While I have never met Bout nor any of his family members, I got to know him a little differently: through the lens of a movie camera while working as an intern on the 2014 documentary The Notorious Mr. Bout. Like many Russian men I knew in the 90s, Bout seemed eager to get his hands on a brand-new video camera and shakily film every mundane moment in his personal life, and it was my job to translate and subtitle hundreds of hours of birthday parties and vacations for the film.

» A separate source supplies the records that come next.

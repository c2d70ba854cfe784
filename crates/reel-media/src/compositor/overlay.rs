//! Per-frame overlays for the frame-pipe compositor.

use image::{ImageBuffer, Rgb, RgbaImage};
use reel_models::{CaptionPosition, CaptionSegment, CaptionStyle, Rgb as Color};
use tracing::debug;

use crate::captions::CaptionTimeline;
use crate::text::{fill_rect, split_in_two, FontSet, Outline, Sprite, TextPainter};

/// A raw RGB24 frame borrowed from the pump's reusable buffer.
pub type FrameView<'a> = ImageBuffer<Rgb<u8>, &'a mut [u8]>;

/// Something drawn over decoded frames.
pub trait FrameOverlay: Send {
    /// Draw onto frame `index` shown at `timestamp`. Returns whether any
    /// pixel was written.
    fn apply(&mut self, index: u64, timestamp: f64, frame: &mut FrameView<'_>) -> bool;
}

/// Turns one caption segment into a positioned sprite for a frame size.
pub trait CaptionRasterizer: Send {
    fn rasterize(&mut self, segment: &CaptionSegment, width: u32, height: u32) -> Option<Sprite>;
}

/// Burns a caption timeline into frames.
///
/// Each segment is rasterized once, on the first frame where it becomes
/// active, and reused for the rest of its span.
pub struct CaptionOverlay<R> {
    timeline: CaptionTimeline,
    rasterizer: R,
    cached: Option<(usize, Option<Sprite>)>,
}

impl<R: CaptionRasterizer> CaptionOverlay<R> {
    pub fn new(timeline: CaptionTimeline, rasterizer: R) -> Self {
        Self {
            timeline,
            rasterizer,
            cached: None,
        }
    }

    pub fn timeline(&self) -> &CaptionTimeline {
        &self.timeline
    }
}

impl<R: CaptionRasterizer> FrameOverlay for CaptionOverlay<R> {
    fn apply(&mut self, _index: u64, timestamp: f64, frame: &mut FrameView<'_>) -> bool {
        let Some(active) = self.timeline.index_at(timestamp) else {
            return false;
        };

        if self.cached.as_ref().map(|(i, _)| *i) != Some(active) {
            let (width, height) = frame.dimensions();
            let segment = &self.timeline.segments()[active];
            let sprite = self.rasterizer.rasterize(segment, width, height);
            debug!(
                segment = active,
                start_sec = segment.start_sec,
                text = %segment.display_text,
                "Rasterized caption"
            );
            self.cached = Some((active, sprite));
        }

        match &self.cached {
            Some((_, Some(sprite))) => sprite.composite_onto(frame),
            _ => false,
        }
    }
}

/// Font sizes and bar styling per caption style, at a 1080px short side.
#[derive(Debug, Clone, Copy, PartialEq)]
struct CaptionLook {
    size: f32,
    highlight_size: f32,
    bold: bool,
    bar_alpha: u8,
    padding: f32,
    outline_radius: i32,
    max_width: f32,
}

impl CaptionLook {
    fn for_style(style: CaptionStyle) -> Self {
        match style {
            CaptionStyle::Subtitle => Self {
                size: 56.0,
                highlight_size: 56.0,
                bold: false,
                bar_alpha: 180,
                padding: 12.0,
                outline_radius: 2,
                max_width: 0.90,
            },
            CaptionStyle::GroupedHighlight | CaptionStyle::PerWord => Self {
                size: 80.0,
                highlight_size: 92.0,
                bold: true,
                bar_alpha: 160,
                padding: 14.0,
                outline_radius: 3,
                max_width: 0.85,
            },
        }
    }
}

/// Font-backed caption rasterizer.
pub struct CaptionRenderer {
    painter: TextPainter,
    style: CaptionStyle,
    position: CaptionPosition,
}

impl CaptionRenderer {
    pub fn new(fonts: FontSet, style: CaptionStyle, position: CaptionPosition) -> Self {
        Self {
            painter: TextPainter::new(fonts),
            style,
            position,
        }
    }
}

impl CaptionRasterizer for CaptionRenderer {
    fn rasterize(&mut self, segment: &CaptionSegment, width: u32, height: u32) -> Option<Sprite> {
        let look = CaptionLook::for_style(self.style);
        let scale = width.min(height) as f32 / 1080.0;
        let size = scaled(look.size, scale);
        let highlight_size = scaled(look.highlight_size, scale);
        let highlight = if self.style.is_highlighted() {
            segment.highlight()
        } else {
            None
        };

        let words: Vec<&str> = if segment.words.is_empty() {
            segment.display_text.split_whitespace().collect()
        } else {
            segment.words.iter().map(String::as_str).collect()
        };

        let runs = words
            .iter()
            .enumerate()
            .map(|(i, word)| {
                let lit = highlight == Some(i);
                let (size, color) = if lit {
                    (highlight_size, Color::GOLD)
                } else {
                    (size, Color::WHITE)
                };
                Run::new(&self.painter, word, size, opaque(color), look.bold)
            })
            .collect();

        let block = BlockStyle {
            bold: look.bold,
            padding: scaled(look.padding, scale),
            bar_alpha: look.bar_alpha,
            outline: Outline::Square {
                radius: look.outline_radius,
                color: [0, 0, 0, 255],
            },
            max_width: look.max_width,
            y_fraction: self.position.y_fraction(self.style),
            full_width: false,
        };
        paint_block(&mut self.painter, runs, &block, width, height)
    }
}

/// A headline burned into the opening seconds of a video.
pub struct HookOverlay {
    painter: TextPainter,
    text: String,
    until_sec: f64,
    sprite: Option<Option<Sprite>>,
}

impl HookOverlay {
    pub const DEFAULT_DURATION_SEC: f64 = 2.5;

    pub fn new(fonts: FontSet, text: impl Into<String>, duration_sec: f64) -> Self {
        Self {
            painter: TextPainter::new(fonts),
            text: text.into(),
            until_sec: duration_sec,
            sprite: None,
        }
    }
}

impl FrameOverlay for HookOverlay {
    fn apply(&mut self, _index: u64, timestamp: f64, frame: &mut FrameView<'_>) -> bool {
        if timestamp >= self.until_sec {
            return false;
        }
        let Self {
            painter,
            text,
            sprite,
            ..
        } = self;
        let (width, height) = frame.dimensions();
        let sprite = sprite.get_or_insert_with(|| render_hook(painter, text, width, height));
        sprite.as_ref().is_some_and(|s| s.composite_onto(frame))
    }
}

fn render_hook(painter: &mut TextPainter, text: &str, width: u32, height: u32) -> Option<Sprite> {
    let size = 48.max((height as f32 * 0.042).round() as u32);
    let runs = text
        .split_whitespace()
        .map(|word| Run::new(painter, word, size, opaque(Color::WHITE), true))
        .collect();
    let block = BlockStyle {
        bold: true,
        padding: size / 3,
        bar_alpha: 140,
        outline: Outline::Square {
            radius: 3,
            color: [0, 0, 0, 255],
        },
        max_width: 0.80,
        y_fraction: 0.15,
        full_width: true,
    };
    paint_block(painter, runs, &block, width, height)
}

/// A measured word.
#[derive(Debug, Clone)]
struct Run {
    text: String,
    size: u32,
    color: [u8; 4],
    width: u32,
}

impl Run {
    fn new(painter: &TextPainter, text: &str, size: u32, color: [u8; 4], bold: bool) -> Self {
        Self {
            text: text.to_string(),
            size,
            color,
            width: painter.measure(text, size, bold),
        }
    }
}

struct BlockStyle {
    bold: bool,
    padding: u32,
    bar_alpha: u8,
    outline: Outline,
    /// Widest line as a fraction of frame width before wrapping
    max_width: f32,
    /// Top of the block as a fraction of frame height
    y_fraction: f32,
    /// Stretch the bar across the whole frame
    full_width: bool,
}

fn line_width(runs: &[Run], space: u32) -> u32 {
    let words: u32 = runs.iter().map(|r| r.width).sum();
    words + space * runs.len().saturating_sub(1) as u32
}

/// Lay out words on a translucent bar; wraps onto two lines when too wide.
fn paint_block(
    painter: &mut TextPainter,
    runs: Vec<Run>,
    style: &BlockStyle,
    frame_w: u32,
    frame_h: u32,
) -> Option<Sprite> {
    let base_size = runs.iter().map(|r| r.size).min()?;
    let space = painter.measure(" ", base_size, style.bold);
    let limit = (frame_w as f32 * style.max_width) as u32;

    let lines = if runs.len() > 1 && line_width(&runs, space) > limit {
        let (first, second) = split_in_two(&runs);
        vec![first, second]
    } else {
        vec![runs]
    };

    let heights: Vec<u32> = lines
        .iter()
        .map(|line| {
            line.iter()
                .map(|r| painter.line_height(r.size, style.bold))
                .max()
                .unwrap_or(0)
        })
        .collect();
    let gap = style.padding / 2;
    let content_w = lines.iter().map(|l| line_width(l, space)).max().unwrap_or(0);
    let content_h = heights.iter().sum::<u32>() + gap * (lines.len() as u32 - 1);

    let block_w = if style.full_width {
        frame_w
    } else {
        (content_w + 2 * style.padding).min(frame_w)
    };
    let block_h = (content_h + 2 * style.padding).min(frame_h);
    if block_w == 0 || block_h == 0 {
        return None;
    }

    let mut canvas = RgbaImage::new(block_w, block_h);
    fill_rect(
        &mut canvas,
        0,
        0,
        block_w as i32,
        block_h as i32,
        [0, 0, 0, style.bar_alpha],
    );

    let mut y = style.padding as i32;
    for (line, line_h) in lines.iter().zip(&heights) {
        let mut x = (block_w as i32 - line_width(line, space) as i32) / 2;
        for run in line {
            // Bottom-align mixed sizes on one line
            let run_y = y + (*line_h - painter.line_height(run.size, style.bold)) as i32;
            painter.draw_outlined(
                &mut canvas,
                x,
                run_y,
                &run.text,
                run.size,
                style.bold,
                run.color,
                style.outline,
            );
            x += (run.width + space) as i32;
        }
        y += (*line_h + gap) as i32;
    }

    let top = (frame_h as f32 * style.y_fraction) as i32;
    let top = top.min(frame_h as i32 - block_h as i32).max(0);
    Some(Sprite::new((frame_w as i32 - block_w as i32) / 2, top, canvas))
}

fn scaled(size: f32, scale: f32) -> u32 {
    ((size * scale).round() as u32).max(1)
}

fn opaque(color: Color) -> [u8; 4] {
    [color.0[0], color.0[1], color.0[2], 255]
}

He was a smart guy and a master linguist who was reportedly fluent in Russian, Portuguese, English, French, Arabic, Farsi, and—his greatest passion—the “universal” language Esperanto. He loved swimming, and his mustache and then-portly appearance made him look like a cartoon walrus every time he came up for air. He seemed to really love his daughter and his wife, Alla, with whom he shared an unbearably cheesy Russian pop song and who is still fighting for his release.
In short, he came across as your average goofy uncle, who went on long but not unpleasant tangents about Life and Love whenever he had a couple of shots in him. He seemed dependable and kind. It was hard not to like him, or at least view him as a human being.
It’s difficult to reconcile that with the fact that his so-called “business” was reportedly linked to wars in Afghanistan, Angola, Congo, Lebanon, Somalia, Yemen and more. And all I can say in justification is that 90s Russia was a dark place in which everyone needed to do something that was at least a little bit shady in order to survive, and any moral righteousness on that part always seems to come from people who don’t know what it’s like to be hungry.
I’ve also seen articles arguing that exchanging Griner for Bout seems like a fairly uneven swap, which is fair. After all, Griner’s ridiculous “case” revolves around a completely victimless crime, whereas Bout’s does not.
That being said, there are those who have always believed that Bout—like Griner—is a victim to politics.
“It’s increasingly difficult to talk with any degree of clarity about what Viktor Bout is or has done, without being seduced into one of two very simple narratives,” Matt Potter, a journalist familiar with Bout’s case, says in the documentary. “One: Evil, all-powerful super-villain, ‘Merchant of Death’ got his comeuppance. And the other: stooge, victim of a conspiracy. And I think both of those very simplistic ideas do everybody a tremendous disservice, because they allow us to avoid confronting some very tough questions about how the arms trade actually works and who comes out on top when all the sins of the industry are allayed at the doorstep of one man.”
After all, Bout was “caught” during a sting operation in which FBI agents posed as terrorists, and there are many who hold the same notion as his brother, Sergey, who says in the documentary that it’s customary to say whatever you need to say (i.e. “Yea, sure, you want to kill Americans with this rented plane? Whatever”) in order to make the deal. Is it morally bankrupt? Yes. Does it show a fundamental lack of respect for human life in the interest of making a buck? Yes. But is the US still by far the largest arms dealer in the world? Also yes. So is it possible that he was locked up because he was too much of a competitor? Also yes. And who gets to decide when and to whom selling arms is just or unjust?
The only important question is this: When did it become acceptable to us, as a society, to allow any government to use human beings as pawns in geopolitical war games? And, if that is the case, who among us is safe?